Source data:
'''

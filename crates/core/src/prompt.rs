use crate::types::{VideoId, VideoMetadata};

/// Transcripts are cut to this many characters before prompting.
pub const MAX_TRANSCRIPT_CHARS: usize = 30_000;

pub const SYSTEM_PROMPT: &str =
    "You are a helpful assistant that summarizes YouTube videos accurately and concisely.";

/// Fixed input used when checking providers.
pub const SAMPLE_INPUT: &str = "In this video we walk through setting up a Rust project with cargo, \
    adding dependencies, writing a first unit test and running it. We finish by building a release binary \
    and discussing how the borrow checker catches common memory bugs at compile time.";

pub const METADATA_DISCLAIMER: &str =
    "This summary is based on the video title and description; no transcript was available.";

pub fn plain_prompt(input: &str) -> String {
    format!(
        "Summarize this YouTube video transcript concisely in 2-3 sentences. \
         Focus on the main topic and key points.\n\nTranscript:\n{input}"
    )
}

pub fn structured_prompt(input: &str, has_transcript: bool) -> String {
    if has_transcript {
        format!(
            r#"Summarize this YouTube video transcript.

Respond in EXACTLY this format and nothing else:

SUMMARY:
- <key point>
- <key point>
(4-8 bullet points covering the main content, in the order it is presented)

TAKEAWAYS:
1. <actionable takeaway>
2. <actionable takeaway>
3. <actionable takeaway>

Transcript:
{input}"#
        )
    } else {
        format!(
            r#"No transcript is available for this YouTube video. Summarize what the video is most likely about using only the metadata below. Do not invent details that the metadata does not support.

Respond in EXACTLY this format and nothing else:

DISCLAIMER: {METADATA_DISCLAIMER}

SUMMARY:
- <key point>
(2-5 bullet points)

TAKEAWAYS:
1. <takeaway>
2. <takeaway>
3. <takeaway>

Video metadata:
{input}"#
        )
    }
}

/// Cuts the transcript on a char boundary.
pub fn prepare_transcript(text: &str) -> String {
    match text.char_indices().nth(MAX_TRANSCRIPT_CHARS) {
        Some((byte_idx, _)) => format!("{}...", &text[..byte_idx]),
        None => text.to_string(),
    }
}

/// Input text for the metadata-only prompt.
pub fn metadata_input(video_id: &VideoId, metadata: &VideoMetadata) -> String {
    let mut lines = vec![format!("Video ID: {video_id}")];

    if let Some(title) = &metadata.title {
        lines.push(format!("Title: {title}"));
    }
    if let Some(channel) = &metadata.channel {
        lines.push(format!("Channel: {channel}"));
    }
    if let Some(description) = &metadata.description {
        lines.push(format!("Description: {description}"));
    }

    lines.join("\n")
}

#[cfg(test)]
mod tests {
    use super::*;

    #[test]
    fn long_transcripts_are_cut() {
        let text = "é".repeat(MAX_TRANSCRIPT_CHARS + 10);
        let prepared = prepare_transcript(&text);

        assert_eq!(prepared.chars().count(), MAX_TRANSCRIPT_CHARS + 3);
        assert!(prepared.ends_with("..."));
        assert_eq!(prepare_transcript("short"), "short");
    }

    #[test]
    fn metadata_input_skips_missing_fields() {
        let metadata = VideoMetadata {
            title: Some("Rust in 100 seconds".into()),
            description: Some("A quick tour".into()),
            ..Default::default()
        };

        assert_eq!(
            metadata_input(&VideoId::new("abc123"), &metadata),
            "Video ID: abc123\nTitle: Rust in 100 seconds\nDescription: A quick tour"
        );
    }

    #[test]
    fn structured_prompt_variants_differ_on_disclaimer() {
        assert!(!structured_prompt("t", true).contains("DISCLAIMER:"));
        assert!(structured_prompt("t", false).contains("DISCLAIMER:"));
    }
}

'''

The answer must be a word-for-word restatement of the records.

filename crates/core/src/prompt.rs
use crate::types::{VideoId, VideoMetadata};

/// Transcripts are cut to this many characters before prompting.
pub const MAX_TRANSCRIPT_CHARS: usize = 30_000;

pub const SYSTEM_PROMPT: &str =
    "You are a helpful assistant that summarizes YouTube videos accurately and concisely.";

/// Fixed input used when checking providers.
pub const SAMPLE_INPUT: &str = "In this video we walk through setting up a Rust project with cargo, \
    adding dependencies, writing a first unit test and running it. We finish by building a release binary \
    and discussing how the borrow checker catches common memory bugs at compile time.";

pub const METADATA_DISCLAIMER: &str =
    "This summary is based on the video title and description; no transcript was available.";

pub fn plain_prompt(input: &str) -> String {
    format!(
        "Summarize this YouTube video transcript concisely in 2-3 sentences. \
         Focus on the main topic and key points.\n\nTranscript:\n{input}"
    )
}

pub fn structured_prompt(input: &str, has_transcript: bool) -> String {
    if has_transcript {
        format!(
            r#"Summarize this YouTube video transcript.

Respond in EXACTLY this format and nothing else:

SUMMARY:
- <key point>
- <key point>
(4-8 bullet points covering the main content, in the order it is presented)

TAKEAWAYS:
1. <actionable takeaway>
2. <actionable takeaway>
3. <actionable takeaway>

Transcript:
{input}"#
        )
    } else {
        format!(
            r#"No transcript is available for this YouTube video. Summarize what the video is most likely about using only the metadata below. Do not invent details that the metadata does not support.

Respond in EXACTLY this format and nothing else:

DISCLAIMER: {METADATA_DISCLAIMER}

SUMMARY:
- <key point>
(2-5 bullet points)

TAKEAWAYS:
1. <takeaway>
2. <takeaway>
3. <takeaway>

Video metadata:
{input}"#
        )
    }
}

/// Cuts the transcript on a char boundary.
pub fn prepare_transcript(text: &str) -> String {
    match text.char_indices().nth(MAX_TRANSCRIPT_CHARS) {
        Some((byte_idx, _)) => format!("{}...", &text[..byte_idx]),
        None => text.to_string(),
    }
}

/// Input text for the metadata-only prompt.
pub fn metadata_input(video_id: &VideoId, metadata: &VideoMetadata) -> String {
    let mut lines = vec![format!("Video ID: {video_id}")];

    if let Some(title) = &metadata.title {
        lines.push(format!("Title: {title}"));
    }
    if let Some(channel) = &metadata.channel {
        lines.push(format!("Channel: {channel}"));
    }
    if let Some(description) = &metadata.description {
        lines.push(format!("Description: {description}"));
    }

    lines.join("\n")
}

#[cfg(test)]
mod tests {
    use super::*;

    #[test]
    fn long_transcripts_are_cut() {
        let text = "é".repeat(MAX_TRANSCRIPT_CHARS + 10);
        let prepared = prepare_transcript(&text);

        assert_eq!(prepared.chars().count(), MAX_TRANSCRIPT_CHARS + 3);
        assert!(prepared.ends_with("..."));
        assert_eq!(prepare_transcript("short"), "short");
    }

    #[test]
    fn metadata_input_skips_missing_fields() {
        let metadata = VideoMetadata {
            title: Some("Rust in 100 seconds".into()),
            description: Some("A quick tour".into()),
            ..Default::default()
        };

        assert_eq!(
            metadata_input(&VideoId::new("abc123"), &metadata),
            "Video ID: abc123\nTitle: Rust in 100 seconds\nDescription: A quick tour"
        );
    }

    #[test]
    fn structured_prompt_variants_differ_on_disclaimer() {
        assert!(!structured_prompt("t", true).contains("DISCLAIMER:"));
        assert!(structured_prompt("t", false).contains("DISCLAIMER:"));
    }
}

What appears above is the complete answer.